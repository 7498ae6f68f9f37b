use backdrop_wasm::color::{interpolate, Rgb};
use backdrop_wasm::EffectError;

#[test]
fn parses_hex_forms() {
    assert_eq!("#61dca3".parse::<Rgb>().unwrap(), Rgb::new(0x61, 0xdc, 0xa3));
    assert_eq!("2b4539".parse::<Rgb>().unwrap(), Rgb::new(0x2b, 0x45, 0x39));
    assert_eq!("#999".parse::<Rgb>().unwrap(), Rgb::new(0x99, 0x99, 0x99));
    assert_eq!("#AbC".parse::<Rgb>().unwrap(), Rgb::new(0xaa, 0xbb, 0xcc));
}

#[test]
fn parses_its_own_output() {
    let rgb = Rgb::new(12, 34, 56);
    assert_eq!(rgb.to_string(), "rgb(12, 34, 56)");
    assert_eq!(rgb.to_string().parse::<Rgb>().unwrap(), rgb);
    assert_eq!("rgb(1,2,3)".parse::<Rgb>().unwrap(), Rgb::new(1, 2, 3));
}

#[test]
fn rejects_malformed_colors() {
    for bad in ["", "nonsense", "#12345", "#ggg", "rgb(1, 2)", "rgb(1, 2, 3, 4)", "rgb(300, 0, 0)"] {
        let err = bad.parse::<Rgb>().unwrap_err();
        assert!(matches!(err, EffectError::Color(_)), "{bad:?} -> {err}");
        assert!(err.to_string().starts_with("color error:"));
    }
}

#[test]
fn lerp_is_exact_at_both_ends() {
    let start = Rgb::new(0x2b, 0x45, 0x39);
    let end = Rgb::new(0x61, 0xb3, 0xdc);
    assert_eq!(start.lerp(end, 0.0), start);
    assert_eq!(start.lerp(end, 1.0), end);
    // out-of-range progress clamps
    assert_eq!(start.lerp(end, -3.0), start);
    assert_eq!(start.lerp(end, 1.7), end);
}

#[test]
fn lerp_rounds_per_channel() {
    let black = Rgb::new(0, 0, 0);
    let white = Rgb::new(255, 255, 255);
    assert_eq!(black.lerp(white, 0.5), Rgb::new(128, 128, 128));
    assert_eq!(white.lerp(black, 0.25), Rgb::new(191, 191, 191));
}

#[test]
fn interpolate_skips_unparseable_endpoints() {
    assert_eq!(interpolate("#000", "#fff", 1.0), Some(Rgb::new(255, 255, 255)));
    assert_eq!(interpolate("bogus", "#fff", 0.5), None);
    assert_eq!(interpolate("#000", "bogus", 0.5), None);
}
□ □ □ □ □
> Try it
Restate all of the material, keeping every word intact.

> Answer to the problem
repository 7498ae6f68f9f37b
use backdrop_wasm::color::{interpolate, Rgb};
use backdrop_wasm::EffectError;

#[test]
fn parses_hex_forms() {
    assert_eq!("#61dca3".parse::<Rgb>().unwrap(), Rgb::new(0x61, 0xdc, 0xa3));
    assert_eq!("2b4539".parse::<Rgb>().unwrap(), Rgb::new(0x2b, 0x45, 0x39));
    assert_eq!("#999".parse::<Rgb>().unwrap(), Rgb::new(0x99, 0x99, 0x99));
    assert_eq!("#AbC".parse::<Rgb>().unwrap(), Rgb::new(0xaa, 0xbb, 0xcc));
}

#[test]
fn parses_its_own_output() {
    let rgb = Rgb::new(12, 34, 56);
    assert_eq!(rgb.to_string(), "rgb(12, 34, 56)");
    assert_eq!(rgb.to_string().parse::<Rgb>().unwrap(), rgb);
    assert_eq!("rgb(1,2,3)".parse::<Rgb>().unwrap(), Rgb::new(1, 2, 3));
}

#[test]
fn rejects_malformed_colors() {
    for bad in ["", "nonsense", "#12345", "#ggg", "rgb(1, 2)", "rgb(1, 2, 3, 4)", "rgb(300, 0, 0)"] {
        let err = bad.parse::<Rgb>().unwrap_err();
        assert!(matches!(err, EffectError::Color(_)), "{bad:?} -> {err}");
        assert!(err.to_string().starts_with("color error:"));
    }
}

#[test]
fn lerp_is_exact_at_both_ends() {
    let start = Rgb::new(0x2b, 0x45, 0x39);
    let end = Rgb::new(0x61, 0xb3, 0xdc);
    assert_eq!(start.lerp(end, 0.0), start);
    assert_eq!(start.lerp(end, 1.0), end);
    // out-of-range progress clamps
    assert_eq!(start.lerp(end, -3.0), start);
    assert_eq!(start.lerp(end, 1.7), end);
}

#[test]
fn lerp_rounds_per_channel() {
    let black = Rgb::new(0, 0, 0);
    let white = Rgb::new(255, 255, 255);
    assert_eq!(black.lerp(white, 0.5), Rgb::new(128, 128, 128));
    assert_eq!(white.lerp(black, 0.25), Rgb::new(191, 191, 191));
}

#[test]
fn interpolate_skips_unparseable_endpoints() {
    assert_eq!(interpolate("#000", "#fff", 1.0), Some(Rgb::new(255, 255, 255)));
    assert_eq!(interpolate("bogus", "#fff", 0.5), None);
    assert_eq!(interpolate("#000", "bogus", 0.5), None);
}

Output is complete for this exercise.